Improving the Evaluation of Prognostic Indices for Survival Outcomes

Abstract

BACKGROUND
In many clinical settings (especially, in cancer studies), prognostic indices are defined in order to stratify patients with respect to the risk of occurrence of a specific outcome, on the basis of a subset of clinical variables. In the practice, based on the class of risk of the patient, clinicians may decide the patient management or may tailor the treatment. Thus, the prognostic groups must correspond to “clinically relevant” differences with respect to the outcome of interest. In the context of survival outcomes, a good prognostic classification should satisfy at least the following properties: (1) the groups must correspond to “well separated” survival curves, (2) the order of the prognostic levels must be retained in all cohort of the same clinical setting, (3) the groups must be reliable in terms of size, (4) the classification should give a good survival prediction. The assessment of prognostic indices is usually performed by using scores (e.g. the Brier score [1], the c-index [2] or the D-index [3]), which only evaluate one or two of these characteristics.

AIM
In order to have a more comprehensive evaluation of a prognostic index, we defined a new measure of prognostic index evaluation for survival outcomes and its performance has been compared to the one of commonly used scores.

METHODS
The Expected SEParation (ESEP) index is a new score, which represents the expected difference between the survival times of any two patients, given that they belong to “consecutive” risk groups (defined by the prognostic index to evaluate). In the common censored data setting, the estimation of the ESEP index relies on the estimation of the restricted mean survival time, which is performed in practice by using an approach based on pseudo-values [4]. This new score has several advantages: 1) it evaluates properties (1-3) of a prognostic index, 2) it is based on the restricted mean survival time, which can be used even in case of non-proportional hazards assumption, 3) thanks to its definition, the value of the ESEP index can be judged by physicians with respect to their clinical goals.
The performance of the ESEP index was evaluated and compared with respect to several measures defined in the field through an extensive simulation study. The simulated data were generated mimicking challenging issues characterizing real-world settings. The different scenarios were defined by varying: the sample size, the percentage of censored data, the patient stratification. By using cross-validation, the several measures were also compared on public real data (such as, the Whitehall I Study).

RESULTS
Overall, in the simulation study, the ESEP index outperformed the other scores by enabling to identify wrong prognostic classifications, even in case of small sample size and/or high percentage of censored data.
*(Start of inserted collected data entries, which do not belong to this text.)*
//! Name → constructor table used to rebuild transformers from step strings.
//!
//! Step strings are parsed by the literal-only grammar in [`crate::step`] and
//! resolved here. Nothing is ever evaluated, so a step can only name a
//! registered transformer and pass it literal arguments.

use std::collections::BTreeMap;
use std::sync::OnceLock;

use tracing::debug;

use crate::cleaners::{
    CleanAccents, CleanEmail, CleanMarkup, CleanNumber, CleanPunctuation, CleanURL,
    CleanWhitespace,
};
use crate::embeddings::{HashEmbeddings, WordEmbeddings};
use crate::error::TransformError;
use crate::normalizers::{
    CaseTokens, NormalizeUnicode, RemovePunctuation, RemoveStopWords, StemTokens,
};
use crate::params::Params;
use crate::step::parse_step;
use crate::tokenizers::{BasicTokenizer, WordTokenizer};
use crate::transformer::{FromParams, Transformer};

/// Builds a transformer from bound constructor arguments.
pub type Factory = fn(&Params) -> Result<Box<dyn Transformer>, TransformError>;

fn construct<T>(params: &Params) -> Result<Box<dyn Transformer>, TransformError>
where
    T: FromParams + Transformer + 'static,
{
    Ok(Box::new(T::from_params(params)?))
}

#[derive(Debug, Clone, Default)]
pub struct Registry {
    factories: BTreeMap<String, Factory>,
}

impl Registry {
    /// An empty registry.
    pub fn new() -> Self {
        Self::default()
    }

    /// A registry holding every built-in transformer.
    pub fn with_defaults() -> Self {
        let mut registry = Self::new();
        registry.register_type::<CleanURL>();
        registry.register_type::<CleanEmail>();
        registry.register_type::<CleanNumber>();
        registry.register_type::<CleanPunctuation>();
        registry.register_type::<CleanMarkup>();
        registry.register_type::<CleanAccents>();
        registry.register_type::<CleanWhitespace>();
        registry.register_type::<BasicTokenizer>();
        registry.register_type::<WordTokenizer>();
        registry.register_type::<CaseTokens>();
        registry.register_type::<RemovePunctuation>();
        registry.register_type::<RemoveStopWords>();
        registry.register_type::<NormalizeUnicode>();
        registry.register_type::<StemTokens>();
        registry.register_type::<HashEmbeddings>();
        registry.register_type::<WordEmbeddings>();
        registry
    }

    /// Shared read-only registry of the built-ins.
    pub fn global() -> &'static Registry {
        static GLOBAL: OnceLock<Registry> = OnceLock::new();
        GLOBAL.get_or_init(Registry::with_defaults)
    }

    /// Registers `factory` under `name`, replacing any previous entry.
    pub fn register(&mut self, name: impl Into<String>, factory: Factory) -> &mut Self {
        self.factories.insert(name.into(), factory);
        self
    }

    /// Registers `T` under its [`FromParams::NAME`].
    pub fn register_type<T>(&mut self) -> &mut Self
    where
        T: FromParams + Transformer + 'static,
    {
        self.register(T::NAME, construct::<T>)
    }

    pub fn contains(&self, name: &str) -> bool {
        self.factories.contains_key(name)
    }

    /// Registered names, sorted.
    pub fn names(&self) -> impl Iterator<Item = &str> {
        self.factories.keys().map(String::as_str)
    }

    /// Parses one step string and constructs the transformer it names.
    pub fn build(&self, step: &str) -> Result<Box<dyn Transformer>, TransformError> {
        self.build_at(step, 0, &[step])
    }

    /// Builds every step in order; the first failure aborts the whole list.
    pub fn build_all<S: AsRef<str>>(
        &self,
        steps: &[S],
    ) -> Result<Vec<Box<dyn Transformer>>, TransformError> {
        steps
            .iter()
            .enumerate()
            .map(|(index, step)| self.build_at(step.as_ref(), index, steps))
            .collect()
    }

    fn build_at<S: AsRef<str>>(
        &self,
        step: &str,
        index: usize,
        steps: &[S],
    ) -> Result<Box<dyn Transformer>, TransformError> {
        let parsed = parse_step(step).map_err(|err| err.at_step(index, step))?;
        let factory =
            self.factories
                .get(&parsed.name)
                .ok_or_else(|| TransformError::UnknownTransformer {
                    name: parsed.name.clone(),
                    index,
                    steps: steps.iter().map(|s| s.as_ref().to_string()).collect(),
                })?;
        let transformer = factory(&parsed.params).map_err(|err| err.at_step(index, step))?;
        debug!(step = %transformer.identity(), "transformer_created");
        Ok(transformer)
    }
}

#[cfg(test)]
mod tests {
    use super::*;
    use crate::error::ErrorKind;
    use crate::kind::TransformerKind;
    use document::Document;

    #[test]
    fn defaults_cover_every_builtin() {
        let names: Vec<&str> = Registry::global().names().collect();
        for expected in [
            "BasicTokenizer",
            "CaseTokens",
            "CleanAccents",
            "CleanEmail",
            "CleanMarkup",
            "CleanNumber",
            "CleanPunctuation",
            "CleanURL",
            "CleanWhitespace",
            "HashEmbeddings",
            "NormalizeUnicode",
            "RemovePunctuation",
            "RemoveStopWords",
            "StemTokens",
            "WordEmbeddings",
            "WordTokenizer",
        ] {
            assert!(names.contains(&expected), "missing {expected}");
        }
        let mut sorted = names.clone();
        sorted.sort_unstable();
        assert_eq!(names, sorted);
    }

    #[test]
    fn build_round_trips_identity() {
        let registry = Registry::global();
        for step in [
            "CleanNumber()",
            "BasicTokenizer()",
            "CaseTokens(mode='upper')",
            "RemoveStopWords(language='english', case_sensitive=False)",
            "HashEmbeddings(dim=8, apply_doc='sum', normalize=True)",
        ] {
            let built = registry.build(step).unwrap();
            assert_eq!(built.identity(), step);
            assert_eq!(registry.build(&built.identity()).unwrap().identity(), step);
        }
    }

    #[test]
    fn build_canonicalizes_arguments() {
        let t = Registry::global().build("CaseTokens('lower')").unwrap();
        assert_eq!(t.identity(), "CaseTokens(mode='lower')");
        assert_eq!(t.kind(), TransformerKind::Normalizer);
    }

    #[test]
    fn unknown_name_reports_index_and_steps() {
        let err = Registry::global()
            .build_all(&["CleanNumber()", "Nope()"])
            .unwrap_err();
        match &err {
            TransformError::UnknownTransformer { name, index, steps } => {
                assert_eq!(name, "Nope");
                assert_eq!(*index, 1);
                assert_eq!(steps, &vec!["CleanNumber()".to_string(), "Nope()".to_string()]);
            }
            other => panic!("unexpected error: {other:?}"),
        }
        assert_eq!(err.kind(), ErrorKind::NameResolution);
    }

    #[test]
    fn bad_arguments_surface_as_type_errors() {
        let err = Registry::global().build("CaseTokens(mode=1)").unwrap_err();
        assert_eq!(err.kind(), ErrorKind::Type);
        let err = Registry::global().build("CleanURL(strict=True)").unwrap_err();
        assert_eq!(err.kind(), ErrorKind::Type);
    }

    #[test]
    fn parse_and_argument_failures_name_their_step() {
        let steps = ["CleanNumber()", "BasicTokenizer()", "CaseTokens(", "CleanURL()"];
        let err = Registry::global().build_all(&steps).unwrap_err();
        match &err {
            TransformError::InvalidStep { step, index, .. } => {
                assert_eq!(step, "CaseTokens(");
                assert_eq!(*index, 2);
            }
            other => panic!("unexpected error: {other:?}"),
        }

        let err = Registry::global()
            .build_all(&["CleanNumber()", "CaseTokens(mode=1)"])
            .unwrap_err();
        assert_eq!(err.kind(), ErrorKind::Type);
        assert!(err.to_string().contains("step 1 `CaseTokens(mode=1)`"), "{err}");

        let err = Registry::global()
            .build_all(&["BasicTokenizer()", "HashEmbeddings(dim=0)"])
            .unwrap_err();
        assert_eq!(err.kind(), ErrorKind::Value);
        assert!(err.to_string().contains("step 1 `HashEmbeddings(dim=0)`"), "{err}");
    }

    #[test]
    fn custom_factories_can_be_registered() {
        fn upper(_: &Params) -> Result<Box<dyn Transformer>, TransformError> {
            Ok(Box::new(crate::normalizers::CaseTokens::new(
                crate::normalizers::CaseMode::Upper,
            )))
        }

        let mut registry = Registry::with_defaults();
        registry.register("Shout", upper);
        assert!(registry.contains("Shout"));
        assert!(!Registry::global().contains("Shout"));

        let t = registry.build("Shout()").unwrap();
        let doc = crate::tokenizers::BasicTokenizer::new()
            .apply(&Document::new("hey"))
            .unwrap();
        assert_eq!(t.apply(&doc).unwrap().token_texts(), vec!["HEY"]);
    }
}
The same behaviour was also observed when comparing different prognostic classifications on public real data, such as the Whitehall I Study. In particular, differently from the other measures, the ESEP index maintained the property of clearly distinguishing the performances of the prognostic indices even when considering subsamples of the entire dataset (and thus in case of reduced sample size).

CONCLUSIONS
The ESEP index was able to well assess and discriminate prognostic models on several simulated scenarios and on real data, even in challenging scenarios. Moreover, since it evaluates three out of the four properties of a prognostic index, it is sufficient to use it together with a measure of survival prediction (such as the Brier score) to achieve a complete assessment.